*** Begin section ***

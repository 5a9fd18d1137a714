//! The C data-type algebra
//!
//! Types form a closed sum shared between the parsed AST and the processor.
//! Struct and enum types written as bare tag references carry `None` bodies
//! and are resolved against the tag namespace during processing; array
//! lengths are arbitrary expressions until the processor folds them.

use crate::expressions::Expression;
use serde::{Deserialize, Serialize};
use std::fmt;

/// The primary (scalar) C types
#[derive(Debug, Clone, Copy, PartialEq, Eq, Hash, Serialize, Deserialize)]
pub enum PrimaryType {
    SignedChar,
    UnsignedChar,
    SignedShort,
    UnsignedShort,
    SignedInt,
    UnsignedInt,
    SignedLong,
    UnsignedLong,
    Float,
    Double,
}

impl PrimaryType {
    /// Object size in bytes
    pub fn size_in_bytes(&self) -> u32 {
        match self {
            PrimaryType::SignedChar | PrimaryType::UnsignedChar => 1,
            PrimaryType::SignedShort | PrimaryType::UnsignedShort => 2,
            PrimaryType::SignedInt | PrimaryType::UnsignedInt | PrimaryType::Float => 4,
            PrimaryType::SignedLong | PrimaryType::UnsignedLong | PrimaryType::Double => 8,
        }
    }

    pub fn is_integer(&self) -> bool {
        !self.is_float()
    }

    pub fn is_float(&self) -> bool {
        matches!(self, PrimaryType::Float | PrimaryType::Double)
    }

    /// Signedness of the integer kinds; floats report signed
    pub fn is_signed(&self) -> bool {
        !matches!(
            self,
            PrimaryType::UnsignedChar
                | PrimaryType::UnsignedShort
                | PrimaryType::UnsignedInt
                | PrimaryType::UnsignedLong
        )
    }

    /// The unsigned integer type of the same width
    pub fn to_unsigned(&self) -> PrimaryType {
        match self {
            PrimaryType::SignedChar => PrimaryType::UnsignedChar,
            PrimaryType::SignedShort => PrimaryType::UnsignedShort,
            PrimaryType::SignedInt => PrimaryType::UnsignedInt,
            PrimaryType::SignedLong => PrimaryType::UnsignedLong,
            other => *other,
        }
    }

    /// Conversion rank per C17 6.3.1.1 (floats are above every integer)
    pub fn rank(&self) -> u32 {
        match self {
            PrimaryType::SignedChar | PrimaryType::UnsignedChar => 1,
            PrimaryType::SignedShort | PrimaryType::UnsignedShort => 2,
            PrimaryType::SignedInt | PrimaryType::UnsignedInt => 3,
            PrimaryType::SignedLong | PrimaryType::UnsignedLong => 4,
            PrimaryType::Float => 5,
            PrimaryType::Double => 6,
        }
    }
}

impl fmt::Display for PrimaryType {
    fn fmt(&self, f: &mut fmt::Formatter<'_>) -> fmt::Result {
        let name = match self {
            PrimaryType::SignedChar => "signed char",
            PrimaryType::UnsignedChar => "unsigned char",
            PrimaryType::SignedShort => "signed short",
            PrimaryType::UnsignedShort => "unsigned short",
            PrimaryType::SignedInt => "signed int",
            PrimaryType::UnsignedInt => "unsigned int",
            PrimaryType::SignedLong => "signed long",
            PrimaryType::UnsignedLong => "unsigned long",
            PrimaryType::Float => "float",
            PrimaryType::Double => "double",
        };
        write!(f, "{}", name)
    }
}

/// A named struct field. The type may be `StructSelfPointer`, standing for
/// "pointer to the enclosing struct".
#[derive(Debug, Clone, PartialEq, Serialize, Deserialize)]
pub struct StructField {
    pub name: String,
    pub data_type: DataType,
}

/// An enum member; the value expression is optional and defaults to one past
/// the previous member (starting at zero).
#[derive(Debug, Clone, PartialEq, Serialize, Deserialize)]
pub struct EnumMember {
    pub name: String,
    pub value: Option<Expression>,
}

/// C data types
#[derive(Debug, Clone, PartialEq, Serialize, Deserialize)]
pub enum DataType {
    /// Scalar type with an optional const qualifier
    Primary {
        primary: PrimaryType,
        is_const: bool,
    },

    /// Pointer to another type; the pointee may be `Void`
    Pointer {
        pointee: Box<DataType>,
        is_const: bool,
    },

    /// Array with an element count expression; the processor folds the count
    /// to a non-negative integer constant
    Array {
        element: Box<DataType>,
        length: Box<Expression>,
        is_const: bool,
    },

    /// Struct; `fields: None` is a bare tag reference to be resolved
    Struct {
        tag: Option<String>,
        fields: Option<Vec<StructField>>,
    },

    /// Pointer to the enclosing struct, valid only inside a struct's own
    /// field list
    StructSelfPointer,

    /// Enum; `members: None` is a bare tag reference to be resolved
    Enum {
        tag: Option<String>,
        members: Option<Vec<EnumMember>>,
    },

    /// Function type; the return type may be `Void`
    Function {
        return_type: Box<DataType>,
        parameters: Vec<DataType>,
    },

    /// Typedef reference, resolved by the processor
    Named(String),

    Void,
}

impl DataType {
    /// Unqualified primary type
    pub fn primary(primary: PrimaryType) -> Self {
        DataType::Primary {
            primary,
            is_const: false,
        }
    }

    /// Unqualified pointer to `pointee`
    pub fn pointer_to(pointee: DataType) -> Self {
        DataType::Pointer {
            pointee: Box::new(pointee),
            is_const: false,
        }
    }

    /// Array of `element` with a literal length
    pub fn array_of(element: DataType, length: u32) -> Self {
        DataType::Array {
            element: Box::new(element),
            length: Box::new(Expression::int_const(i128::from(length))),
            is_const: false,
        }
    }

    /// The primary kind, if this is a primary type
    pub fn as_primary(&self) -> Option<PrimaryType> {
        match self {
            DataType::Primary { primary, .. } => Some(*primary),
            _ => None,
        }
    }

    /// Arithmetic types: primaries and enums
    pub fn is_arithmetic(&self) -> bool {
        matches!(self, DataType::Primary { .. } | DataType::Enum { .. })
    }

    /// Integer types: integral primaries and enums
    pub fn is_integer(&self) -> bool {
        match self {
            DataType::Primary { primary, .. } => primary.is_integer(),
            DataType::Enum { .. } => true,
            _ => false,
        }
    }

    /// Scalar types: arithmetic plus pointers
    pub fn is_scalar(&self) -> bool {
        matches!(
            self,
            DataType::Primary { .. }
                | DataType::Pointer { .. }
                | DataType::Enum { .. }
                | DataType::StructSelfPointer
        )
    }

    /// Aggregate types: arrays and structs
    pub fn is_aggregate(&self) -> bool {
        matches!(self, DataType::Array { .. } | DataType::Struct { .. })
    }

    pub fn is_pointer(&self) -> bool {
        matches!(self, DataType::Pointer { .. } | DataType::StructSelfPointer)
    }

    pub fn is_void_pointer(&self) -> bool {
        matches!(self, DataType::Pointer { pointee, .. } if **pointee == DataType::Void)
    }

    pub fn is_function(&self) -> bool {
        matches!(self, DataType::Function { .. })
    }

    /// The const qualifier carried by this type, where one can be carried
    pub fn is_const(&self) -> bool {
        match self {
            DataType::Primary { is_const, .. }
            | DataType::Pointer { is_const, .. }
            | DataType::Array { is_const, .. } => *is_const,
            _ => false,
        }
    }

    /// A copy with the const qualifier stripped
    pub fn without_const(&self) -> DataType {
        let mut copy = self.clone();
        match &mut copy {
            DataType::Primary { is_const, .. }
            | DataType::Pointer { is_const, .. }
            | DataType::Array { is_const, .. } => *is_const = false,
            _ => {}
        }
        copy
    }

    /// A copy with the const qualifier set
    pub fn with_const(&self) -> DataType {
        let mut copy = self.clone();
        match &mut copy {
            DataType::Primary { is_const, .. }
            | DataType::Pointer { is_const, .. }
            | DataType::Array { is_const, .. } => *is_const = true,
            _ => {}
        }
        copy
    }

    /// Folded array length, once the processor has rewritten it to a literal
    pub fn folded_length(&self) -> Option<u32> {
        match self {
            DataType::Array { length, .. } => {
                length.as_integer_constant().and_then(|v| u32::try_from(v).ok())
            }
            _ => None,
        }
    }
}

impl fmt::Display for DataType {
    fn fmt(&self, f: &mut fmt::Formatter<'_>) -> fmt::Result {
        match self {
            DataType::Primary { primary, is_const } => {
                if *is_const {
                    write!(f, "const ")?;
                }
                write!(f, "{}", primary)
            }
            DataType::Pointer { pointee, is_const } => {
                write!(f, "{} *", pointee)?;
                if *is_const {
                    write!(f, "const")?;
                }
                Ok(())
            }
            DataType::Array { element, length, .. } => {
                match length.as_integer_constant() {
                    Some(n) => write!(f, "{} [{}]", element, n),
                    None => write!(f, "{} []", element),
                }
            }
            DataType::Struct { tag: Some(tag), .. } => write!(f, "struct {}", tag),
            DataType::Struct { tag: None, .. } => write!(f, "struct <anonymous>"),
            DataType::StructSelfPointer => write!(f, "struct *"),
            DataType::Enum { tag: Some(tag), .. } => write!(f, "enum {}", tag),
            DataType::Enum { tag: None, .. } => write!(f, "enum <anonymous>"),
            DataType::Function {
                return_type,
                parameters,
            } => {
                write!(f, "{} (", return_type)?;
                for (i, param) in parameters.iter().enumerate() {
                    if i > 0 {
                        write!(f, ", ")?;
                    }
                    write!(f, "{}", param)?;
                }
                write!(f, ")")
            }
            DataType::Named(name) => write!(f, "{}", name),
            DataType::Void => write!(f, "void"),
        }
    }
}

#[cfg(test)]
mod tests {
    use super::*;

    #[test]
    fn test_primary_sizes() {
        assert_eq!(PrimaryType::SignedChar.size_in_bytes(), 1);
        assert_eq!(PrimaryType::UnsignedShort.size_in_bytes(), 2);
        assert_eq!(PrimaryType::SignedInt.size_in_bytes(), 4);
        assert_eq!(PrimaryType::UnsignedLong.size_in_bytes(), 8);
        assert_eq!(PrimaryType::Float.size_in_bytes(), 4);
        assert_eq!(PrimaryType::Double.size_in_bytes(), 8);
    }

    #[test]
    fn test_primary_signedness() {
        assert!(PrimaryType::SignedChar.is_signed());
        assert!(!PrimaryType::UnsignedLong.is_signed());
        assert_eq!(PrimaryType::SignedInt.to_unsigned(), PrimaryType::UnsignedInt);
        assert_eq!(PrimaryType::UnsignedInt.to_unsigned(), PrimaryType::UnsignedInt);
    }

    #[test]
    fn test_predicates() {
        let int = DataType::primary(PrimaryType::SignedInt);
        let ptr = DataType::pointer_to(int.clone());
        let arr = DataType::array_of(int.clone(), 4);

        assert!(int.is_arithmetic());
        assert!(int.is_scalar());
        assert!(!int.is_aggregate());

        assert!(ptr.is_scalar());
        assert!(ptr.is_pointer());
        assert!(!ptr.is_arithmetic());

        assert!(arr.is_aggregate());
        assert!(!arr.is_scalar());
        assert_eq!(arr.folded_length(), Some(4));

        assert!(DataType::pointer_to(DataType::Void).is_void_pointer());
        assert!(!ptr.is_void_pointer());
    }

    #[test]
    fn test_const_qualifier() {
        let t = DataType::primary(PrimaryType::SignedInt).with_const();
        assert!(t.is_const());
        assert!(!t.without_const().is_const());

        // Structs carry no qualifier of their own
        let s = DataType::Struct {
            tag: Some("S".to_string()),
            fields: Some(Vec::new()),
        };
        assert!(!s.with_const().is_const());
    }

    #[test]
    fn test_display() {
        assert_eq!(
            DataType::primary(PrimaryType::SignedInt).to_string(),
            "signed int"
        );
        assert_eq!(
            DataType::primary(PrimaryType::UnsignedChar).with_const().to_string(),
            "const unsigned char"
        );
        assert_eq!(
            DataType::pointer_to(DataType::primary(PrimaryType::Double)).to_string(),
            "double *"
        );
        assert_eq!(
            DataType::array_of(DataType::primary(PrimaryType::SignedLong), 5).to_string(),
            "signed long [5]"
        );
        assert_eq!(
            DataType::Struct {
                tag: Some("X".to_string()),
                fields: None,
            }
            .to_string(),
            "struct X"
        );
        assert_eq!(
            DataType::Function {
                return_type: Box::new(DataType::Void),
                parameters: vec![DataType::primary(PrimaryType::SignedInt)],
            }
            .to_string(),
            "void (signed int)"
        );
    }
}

*** End section ***

→ What you should do
Retype exactly the lines of the data above that fall between the line with "let int = DataType::primary(PrimaryType::SignedInt);" and the line with "assert!(DataType::pointer_to(DataType::Void).is_void_pointer());", inclusive, and add nothing.

→ Solution
        let int = DataType::primary(PrimaryType::SignedInt);
        let ptr = DataType::pointer_to(int.clone());
        let arr = DataType::array_of(int.clone(), 4);

        assert!(int.is_arithmetic());
        assert!(int.is_scalar());
        assert!(!int.is_aggregate());

        assert!(ptr.is_scalar());
        assert!(ptr.is_pointer());
        assert!(!ptr.is_arithmetic());

        assert!(arr.is_aggregate());
        assert!(!arr.is_scalar());
        assert_eq!(arr.folded_length(), Some(4));

        assert!(DataType::pointer_to(DataType::Void).is_void_pointer());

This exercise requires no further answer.